Hello,
I am developing an app that needs integration with JIRA’s rest API. We would like to post the app on the Atlassian marketplace to avoid having users enable developer mode.
The issue we are running into is that our customers are all in different JIRA environments and having a singular base_url set in our atlassian-connect.json config file for the application raises security concerns due to the responses from the API all routing through a singular point (the static base_url set upon installation).
Is there a way for us to dynamically set the base_url after installation so that there is not a single point of contact for all who install the application.
If this is not possible, is there a widely accepted way of handling this issue of consumers of the application not wanting all of their data to be routed by a singular url?
Hi @kennybean. Welcome to the developer community.
The baseUrl is intended to point to your app’s backend. For starters, this is where lifecycle events are sent when an app is installed, which is how your app will discern between the different installations across different customer instances.
Cloud apps on the Connect framework are intended to be built with a multi-tenancy architecture, where you’d have your single instance of your app serve multiple customers (tenants). This is generally accepted by customers, with the expectation (and requirement) that you’ll securely handle and save the data for each tenant in isolation. See: Multitenancy
If you’re still in the planning/exploration stage, you may want to consider using the Forge platform. There’s no app hosting required (it’s serverless, running in Atlassian’s cloud), multi-tenancy is intrinsic, and it’s very easy to get started. Making API calls to Jira is a snap, too.

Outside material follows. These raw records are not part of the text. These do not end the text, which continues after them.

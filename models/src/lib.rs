// models/src/lib.rs

pub mod appointment;
pub mod errors;
pub mod inventory;
pub mod notification;
pub mod patient;
pub mod pricing;

pub use appointment::{
    Appointment, AppointmentStatus, NewAppointment, PaymentStatus, Report, ReportStatus,
};
pub use errors::{OpsError, OpsResult};
pub use inventory::{InventoryItem, LedgerEntry};
pub use notification::{Audience, NotificationGroup, NotificationItem};
pub use patient::Patient;
pub use pricing::price_for;
// engine/src/lib.rs
//
// The clinical operations engine: every stateful rule of the back office
// lives here, behind injected repository handles. The HTTP layer in
// rest_api is presentation glue over these services.

pub mod access;
pub mod aggregation;
pub mod appointments;
pub mod inventory;
pub mod notifications;
pub mod store;

pub use access::{AccessConfig, AccessService, Credentials, LoginProfile, WhoAmI};
pub use aggregation::{
    AggregationService, GroupCounts, RevenueBreakdown, TodaySnapshot, WindowQuery,
};
pub use appointments::{AppointmentFilter, AppointmentService};
pub use inventory::InventoryService;
pub use notifications::{EnrichedGroup, NotificationService};
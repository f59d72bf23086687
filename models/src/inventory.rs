// models/src/inventory.rs
use serde::{Deserialize, Serialize};

/// One row of an item's consumption ledger. `quantity` is the running
/// balance after this event; `spent` is what the event consumed. A restock
/// carries `is_base = true` and `spent = 0`.
#[derive(Debug, Clone, PartialEq, Eq, Serialize, Deserialize)]
pub struct LedgerEntry {
    pub date: String,
    pub time: String,
    pub quantity: i64,
    pub spent: i64,
    pub is_base: bool,
}

/// Per-item append-only consumption ledger. Identity is the item name.
///
/// Invariant: for every entry i > 0,
/// `history[i].quantity == history[i-1].quantity - history[i].spent`.
/// `total_usage` accumulates restocked quantity only, never consumption.
#[derive(Debug, Clone, Serialize, Deserialize)]
pub struct InventoryItem {
    pub name: String,
    pub total_usage: i64,
    pub history: Vec<LedgerEntry>,
    /// Optimistic-concurrency counter, incremented on every write. Guards
    /// against lost updates when two amendments race on the same item.
    #[serde(default)]
    pub version: u64,
}

impl InventoryItem {
    pub fn new(name: impl Into<String>) -> Self {
        InventoryItem {
            name: name.into(),
            total_usage: 0,
            history: Vec::new(),
            version: 0,
        }
    }

    /// Running balance after the last recorded event, or zero for an empty
    /// ledger.
    pub fn current_balance(&self) -> i64 {
        self.history.last().map(|e| e.quantity).unwrap_or(0)
    }
}
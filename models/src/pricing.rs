// models/src/pricing.rs
use std::collections::HashMap;

use once_cell::sync::Lazy;

/// Static service price table (INR). Revenue aggregation multiplies paid
/// appointment counts against this map; service codes absent from the
/// table price at zero.
static PRICE_TABLE: Lazy<HashMap<&'static str, i64>> = Lazy::new(|| {
    HashMap::from([
        ("Pregnancy Ultrasound", 1200),
        ("Whole Abdomen Scan", 1500),
        ("TVS Scan", 1400),
        ("Color Doppler", 1800),
        ("Musculoskeletal Scan", 1600),
        ("Small Parts Scan", 1300),
        ("KUB Scan", 1100),
        ("Follicular Study", 900),
    ])
});

pub fn price_for(service: &str) -> i64 {
    PRICE_TABLE.get(service).copied().unwrap_or(0)
}
// models/src/notification.rs
use chrono::{DateTime, Utc};
use serde::{Deserialize, Serialize};
use uuid::Uuid;

/// Which of the two parallel notification stores an operation targets.
/// Patient-facing and staff-facing streams never cross-contaminate; they
/// share shape and contracts only.
#[derive(Debug, Clone, Copy, PartialEq, Eq, Serialize, Deserialize)]
#[serde(rename_all = "lowercase")]
pub enum Audience {
    Patient,
    Staff,
}

#[derive(Debug, Clone, Serialize, Deserialize)]
pub struct NotificationItem {
    /// Open category string ("general", "report", "payment", ...).
    pub kind: String,
    pub title: String,
    pub message: String,
    pub url: Option<String>,
    pub read: bool,
    pub created_at: DateTime<Utc>,
}

/// One patient's notification stream within a single audience store.
/// Entries are appended, never removed individually; the only bulk
/// mutations are mark-all-read and delete-all.
#[derive(Debug, Clone, Serialize, Deserialize)]
pub struct NotificationGroup {
    pub patient_id: Uuid,
    pub items: Vec<NotificationItem>,
    /// Most-recently-touched marker, refreshed on every append.
    pub created_at: DateTime<Utc>,
}

impl NotificationGroup {
    pub fn new(patient_id: Uuid) -> Self {
        NotificationGroup {
            patient_id,
            items: Vec::new(),
            created_at: Utc::now(),
        }
    }

    pub fn unread_count(&self) -> usize {
        self.items.iter().filter(|i| !i.read).count()
    }
}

Alright so if this is the case and it is okay for us to use the single baseURL, my second question is, how do we allow users to apply their own filters to what is received by our JIRA connect app?
My ideal state is that the user’s JIRA instance only outputs information enabled by the user.
An example may be that user has a multiple projects in their jira instance but only wants the project named “TestProject” to have information sent to the app (say when a user creates an issue under the “TestProject”). I understand that we can filter this once we receive the message from the JIRA API, but is there a way for the user themselves, after installation, to apply a filter so that the only information sent to the app is info that pertains to a specific project.
Right now from what I am reading, I can set a “filters” key in the atlassian-connect config file but I want the users of the application to be able to set the filter that they want.
Right now from what I am reading, I can set a “filters” key in the atlassian-connect config file but I want the users of the application to be able to set the filter that they want.
@kennybean Are you referring to using JQL-based filtering in webhooks? In your example of allowing an end-user to choose which project(s) your app would process data for, you should consider designing your app to store those preferences elsewhere (not storing these in the descriptor).
For example, you would have your app subscribe to the relevant events you’d like to action on (ex: jira:issue_created, jira:issue_updated), and when the event fires and your app receives the data, at that time, your app can decide as to whether or not anything needs to be processed based on the users’ preferences.